Hey! Welcome to another post, I'm glad you're here 👋
I've been wanting to run kind on Fedora for a long while, since it had become the go-to for bringing up Kubernetes locally.
Since not being about to use it natively, Minikube has been my preferred option for bringing up Kubernetes locally since it provides a nice level of isolation and QEMU+KVM is supported on Fedora.However, there are quite a few things that kind can do, being on the host system, that Minikube can't do (aside from host-system IP tables modifications such as via
minikube tunnel). I now use both kind and Minikube where I see appropriate.
Current problems 🔥
The latest versions of Fedora use cgroupsv2 by default. Docker doesn't work as a result.The good news is, there has been discussion around cgroupsv2 support in runc (a dependency of Docker). NFTables is not supported with kind, only IPTables is. NFTables is also default on Fedora. I ran into some DNS issues in-cluster.
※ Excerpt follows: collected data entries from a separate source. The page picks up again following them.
#![allow(dead_code)]

use axum::{
    extract::Request,
    http::{header, HeaderValue, Method},
    middleware::{self, Next},
    response::Response,
    routing::{get, post},
    Router,
};
use tower_http::{cors::CorsLayer, trace::TraceLayer};

pub mod config;
pub mod handlers;
pub mod metrics;
pub mod middlewares;
pub mod models;
pub mod services;
pub mod utils;

pub use config::Config;
pub use services::AppState;

/// CSP middleware adds Content-Security-Policy header to all responses
async fn csp_middleware(request: Request, next: Next) -> Response {
    let mut response = next.run(request).await;
    response.headers_mut().insert(
        header::CONTENT_SECURITY_POLICY,
        HeaderValue::from_static(
            "default-src 'self'; \
             script-src 'self'; \
             style-src 'self'; \
             img-src 'self' data: https:; \
             connect-src 'self'",
        ),
    );
    response
}

pub fn create_router(app_state: std::sync::Arc<services::AppState>) -> Router {
    // CORS configuration for the mobile/web presentation clients
    let cors = CorsLayer::new()
        .allow_methods([Method::GET, Method::POST, Method::DELETE, Method::OPTIONS])
        .allow_headers([header::CONTENT_TYPE])
        .allow_origin(tower_http::cors::Any); // TODO: restrict to specific origins in production

    Router::new()
        // Public endpoints (no auth required)
        .route("/health", get(handlers::health_check))
        // Metrics endpoint with Basic Auth protection
        .route(
            "/metrics",
            get(handlers::metrics_handler)
                .layer(middleware::from_fn(handlers::metrics_auth_middleware)),
        )
        .merge(tasks_routes().layer(cors.clone()))
        .merge(surveys_routes().layer(cors))
        .with_state(app_state)
        .layer(middleware::from_fn(csp_middleware)) // Apply CSP to all responses
        .layer(middleware::from_fn(
            middlewares::metrics::metrics_middleware,
        ))
        .layer(TraceLayer::new_for_http())
}

fn tasks_routes() -> Router<std::sync::Arc<services::AppState>> {
    Router::new()
        .route("/api/v1/tasks/", get(handlers::tasks::list_tasks))
        .route("/api/v1/tasks/{id}", get(handlers::tasks::get_task))
}

fn surveys_routes() -> Router<std::sync::Arc<services::AppState>> {
    Router::new()
        .route("/api/v1/surveys/", post(handlers::surveys::create_survey))
        .route(
            "/api/v1/surveys/{id}",
            get(handlers::surveys::get_survey).delete(handlers::surveys::abandon_survey),
        )
        .route(
            "/api/v1/surveys/{id}/answers",
            post(handlers::surveys::submit_selection),
        )
        .route(
            "/api/v1/surveys/{id}/advance",
            post(handlers::surveys::advance_survey),
        )
        .route(
            "/api/v1/surveys/{id}/results",
            get(handlers::surveys::get_results),
        )
        .route(
            "/api/v1/surveys/{id}/stream",
            get(handlers::sse::survey_stream),
        )
}
use serde::{Deserialize, Serialize};

use super::question::Question;

/// The recorded answer of a single question.
#[derive(Debug, Clone, PartialEq, Eq, Serialize, Deserialize)]
pub struct ChosenAnswers {
    pub question_id: String,
    pub result_ids: Vec<String>,
}

/// Everything a user answered for one task. This is the unit persisted in the
/// results store, keyed by task id.
#[derive(Debug, Clone, Default, PartialEq, Eq, Serialize, Deserialize)]
pub struct TaskResults {
    pub results: Vec<ChosenAnswers>,
}

impl TaskResults {
    pub fn answer_for(&self, question_id: &str) -> Option<&ChosenAnswers> {
        self.results
            .iter()
            .find(|chosen| chosen.question_id == question_id)
    }

    fn is_answered(&self, question: &Question) -> bool {
        self.answer_for(&question.id)
            .is_some_and(|chosen| !chosen.result_ids.is_empty())
    }

    /// True when every question has a non-empty recorded answer; such results
    /// send a new flow straight to the review presentation.
    pub fn covers(&self, questions: &[Question]) -> bool {
        questions.iter().all(|question| self.is_answered(question))
    }

    /// Index of the first question without a recorded answer, where a resumed
    /// flow picks up.
    pub fn first_unanswered(&self, questions: &[Question]) -> Option<usize> {
        questions
            .iter()
            .position(|question| !self.is_answered(question))
    }
}
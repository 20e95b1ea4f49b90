use serde::Deserialize;
use std::env;

#[derive(Debug, Clone, Deserialize)]
pub struct Config {
    pub bind_addr: String,
    pub tasks_source: String,
    pub results_store: String,
    pub results_dir: String,
    pub prefetch_enabled: bool,
    pub unlock_offset_minutes: i32,
}

impl Config {
    pub fn load() -> Result<Self, config::ConfigError> {
        // Load environment variables from root .env file (two levels up)
        // Try root .env first, then fallback to local .env
        let skip_root_env = env::var("SKIP_ROOT_ENV").is_ok();
        if skip_root_env {
            dotenvy::dotenv().ok();
        } else if dotenvy::from_path("../../.env").is_err() {
            // Fallback to current directory .env for backward compatibility
            dotenvy::dotenv().ok();
        }

        // Determine environment (defaults to dev)
        let env = env::var("APP_ENV").unwrap_or_else(|_| "dev".to_string());

        // Build configuration from config/*.toml + ENV overrides
        let config_builder = config::Config::builder()
            // Load base config from TOML file
            .add_source(
                config::File::with_name(&format!("config/{}", env)).required(false), // Allow missing config file, fallback to ENV
            )
            // Override with environment variables (prefix: APP_)
            .add_source(config::Environment::with_prefix("APP").separator("__"));

        let settings = config_builder.build()?;

        // Extract values with fallbacks to ENV or defaults
        let bind_addr = settings
            .get_string("server.bind_addr")
            .or_else(|_| env::var("BIND_ADDR"))
            .unwrap_or_else(|_| "0.0.0.0:8081".to_string());

        let tasks_source = settings
            .get_string("tasks.source")
            .or_else(|_| env::var("TASKS_SOURCE"))
            .unwrap_or_else(|_| "config/tasks.json".to_string());

        let results_store = settings
            .get_string("results.store")
            .or_else(|_| env::var("RESULTS_STORE"))
            .unwrap_or_else(|_| "memory".to_string());

        let results_dir = settings
            .get_string("results.dir")
            .or_else(|_| env::var("RESULTS_DIR"))
            .unwrap_or_else(|_| "data/results".to_string());

        let prefetch_enabled = settings
            .get_bool("prefetch.enabled")
            .ok()
            .or_else(|| {
                env::var("PREFETCH_ENABLED")
                    .ok()
                    .and_then(|value| value.parse().ok())
            })
            .unwrap_or(true);

        let unlock_offset_minutes = settings
            .get_int("unlock.offset_minutes")
            .ok()
            .map(|value| value as i32)
            .or_else(|| {
                env::var("UNLOCK_OFFSET_MINUTES")
                    .ok()
                    .and_then(|value| value.parse().ok())
            })
            .unwrap_or(0);

        Ok(Config {
            bind_addr,
            tasks_source,
            results_store,
            results_dir,
            prefetch_enabled,
            unlock_offset_minutes,
        })
    }
}
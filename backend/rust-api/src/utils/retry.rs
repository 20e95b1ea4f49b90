use std::time::Duration;

#[derive(Clone)]
pub struct RetryConfig {
    pub max_attempts: usize,
    pub base_backoff: Duration,
    pub max_backoff: Duration,
    pub jitter_max: Duration,
}

impl Default for RetryConfig {
    fn default() -> Self {
        Self {
            max_attempts: 3,
            base_backoff: Duration::from_millis(100),
            max_backoff: Duration::from_secs(2),
            jitter_max: Duration::from_millis(250),
        }
    }
}

/// Retry `operation` with exponential backoff and jitter until it succeeds or
/// `max_attempts` is exhausted; the last error is returned.
pub async fn retry_async<F, Fut, T, E>(config: RetryConfig, mut operation: F) -> Result<T, E>
where
    F: FnMut() -> Fut,
    Fut: std::future::Future<Output = Result<T, E>>,
{
    let mut attempt = 0;
    let mut backoff = config.base_backoff;

    loop {
        attempt += 1;
        match operation().await {
            Ok(value) => return Ok(value),
            Err(error) => {
                if attempt >= config.max_attempts {
                    return Err(error);
                }

                let jitter_ms = config.jitter_max.as_millis() as u64;
                let jitter = if jitter_ms == 0 {
                    0
                } else {
                    rand::random::<u64>() % (jitter_ms + 1)
                };

                tokio::time::sleep(backoff + Duration::from_millis(jitter)).await;
                backoff = std::cmp::min(backoff * 2, config.max_backoff);
            }
        }
    }
}
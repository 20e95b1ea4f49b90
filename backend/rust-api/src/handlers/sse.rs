use axum::{
    extract::{Path, State},
    http::StatusCode,
    response::{
        sse::{Event, KeepAlive, Sse},
        IntoResponse,
    },
};
use futures::stream::{self, Stream};
use std::convert::Infallible;
use std::sync::Arc;
use tokio::sync::broadcast;

use crate::metrics::SSE_CONNECTIONS_ACTIVE;
use crate::models::SurveyEvent;
use crate::services::AppState;

/// SSE endpoint delivering a flow's selection changes and its completion.
/// GET /api/v1/surveys/{id}/stream
pub async fn survey_stream(
    State(state): State<Arc<AppState>>,
    Path(survey_id): Path<String>,
) -> Result<impl IntoResponse, (StatusCode, String)> {
    let receiver = state
        .surveys
        .subscribe(&survey_id)
        .await
        .map_err(|e| (StatusCode::NOT_FOUND, e.to_string()))?;

    tracing::info!("Client connected to SSE stream: survey={}", survey_id);
    let stream = create_event_stream(receiver);

    Ok(Sse::new(stream).keep_alive(KeepAlive::default()))
}

fn create_event_stream(
    receiver: broadcast::Receiver<SurveyEvent>,
) -> impl Stream<Item = Result<Event, Infallible>> {
    stream::unfold(
        (receiver, ConnectionGuard::new()),
        |(mut receiver, guard)| async move {
            loop {
                match receiver.recv().await {
                    Ok(event) => {
                        let sse_event = Event::default()
                            .event(event.event_name())
                            .data(event.to_sse_data());
                        return Some((Ok(sse_event), (receiver, guard)));
                    }
                    Err(broadcast::error::RecvError::Lagged(skipped)) => {
                        tracing::warn!("SSE subscriber lagged, {} events dropped", skipped);
                        continue;
                    }
                    // The flow was abandoned; end the stream.
                    Err(broadcast::error::RecvError::Closed) => return None,
                }
            }
        },
    )
}

struct ConnectionGuard;

impl ConnectionGuard {
    fn new() -> Self {
        SSE_CONNECTIONS_ACTIVE.inc();
        Self
    }
}

impl Drop for ConnectionGuard {
    fn drop(&mut self) {
        SSE_CONNECTIONS_ACTIVE.dec();
    }
}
Grab yourself a fresh copy of kind using the instructions in the docs, here.
I have kind as a binary in the $HOME/bin. You can do the same with:
curl -Lo ./kind https://kind.sigs.k8s.io/dl/v0.9.0/kind-linux-amd64 chmod +x ./kind mv ./kind $HOME/bin/kind
Once you've got a kind binary locally, you'll need to follow these next steps.
# change the user ownership of the binary to root chown root $HOME/bin/kind # add a setuid for the user owner and disallow non-user / non-group members to execute chmod u+s,o-rx $HOME/bin/kind
A setuid on a program in Linux makes it run as the user that owns it. This can have it's security drawbacks, so it should be used sparingly. Finally, you'll need to set firewalld to use IPTables instead of NFTables. This can be done with the following command:
sed -i /etc/firewalld/firewalld.conf 's/FirewallBackend=.*/FirewallBackend=iptables/' systemctl restart firewalld
As described on the kind known-issues page.
Using kind 📦
To configure kind to use Podman, the final step is to set
export KIND_EXPERIMENTAL_PROVIDER=podman in you're environment (and
$HOME/.bashrc for persistence).
Creating a cluster ☸️
A familiar command can now be issued to bring up a kind cluster:
🐚 kind create cluster using podman due to KIND_EXPERIMENTAL_PROVIDER enabling experimental podman provider Creating cluster "kind" ... ✓ Ensuring node image (kindest/node:v1.19.1) 🖼 ✓ Preparing nodes 📦 ✓ Writing configuration 📜 ✓ Starting control-plane 🕹️ ✓ Installing CNI 🔌 ✓ Installing StorageClass 💾 Set kubectl context to "kind-kind" You can now use your cluster with: kubectl cluster-info --context kind-kind Have a nice day! 👋
and that's it, now you're away!
Final notes 📝
Usage of Fedora 🐧
In case you missed it here's why I currently like to run Fedora Silverblue. If you want to avoid this whole article, you may wish to either use cgroupsv1 or switch to a different OS which uses cgroupsv1 out of the box.
Security, etc… 🔐
Of course as discussed, this way of doing things does require running everything as root due to the setuid and the lack of rootless implementation currently. I'm looking forward to the future of rootless container orchestration systems + container runtimes beening common in production. I see it as a great stride for security!Until then, I hope this has been useful as it was for me to learn.
Special shout out and thanks to:
- hh for pairing on this mini project.
- kind maintainers and contributors for enabling these capabilities
Update (December 27th 2020): it appears that there's a break of compatibility with kind version v0.9.0 and Podman version v2.2.1, this will be likely fixed in the next release of Podman (PR).